◆ Task to complete
Please output, without any change, the lines of the material below from the very first through the one with "pub struct ConfigArgs".

■ ■ ■ ■ ■

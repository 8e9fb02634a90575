//! `booksim config`: show or persist the effective configuration.

use std::path::PathBuf;

use anyhow::{Context, Result};
use clap::Args;

use booksim_core::config;

/// Arguments for `booksim config`.
#[derive(Args, Debug)]
pub struct ConfigArgs {
    /// Write the effective configuration to `~/.booksim/config.yaml`.
    #[arg(long)]
    pub init: bool,
}

impl ConfigArgs {
    pub fn run(self) -> Result<()> {
        let home: PathBuf = dirs::home_dir().context("could not determine home directory")?;
        let cfg = config::load_at(&home).context("failed to load booksim config")?;

        if self.init {
            let path = config::save_at(&home, &cfg).context("failed to write booksim config")?;
            println!("✓ wrote {}", path.display());
            return Ok(());
        }

        print!(
            "{}",
            serde_yaml::to_string(&cfg).context("failed to serialize config")?
        );
        Ok(())
    }
}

■ ■ ■ ■ ■

◆ Solution to this problem
repository 8e9fb02634a90575
//! `booksim config`: show or persist the effective configuration.

use std::path::PathBuf;

use anyhow::{Context, Result};
use clap::Args;

use booksim_core::config;

/// Arguments for `booksim config`.
#[derive(Args, Debug)]
pub struct ConfigArgs {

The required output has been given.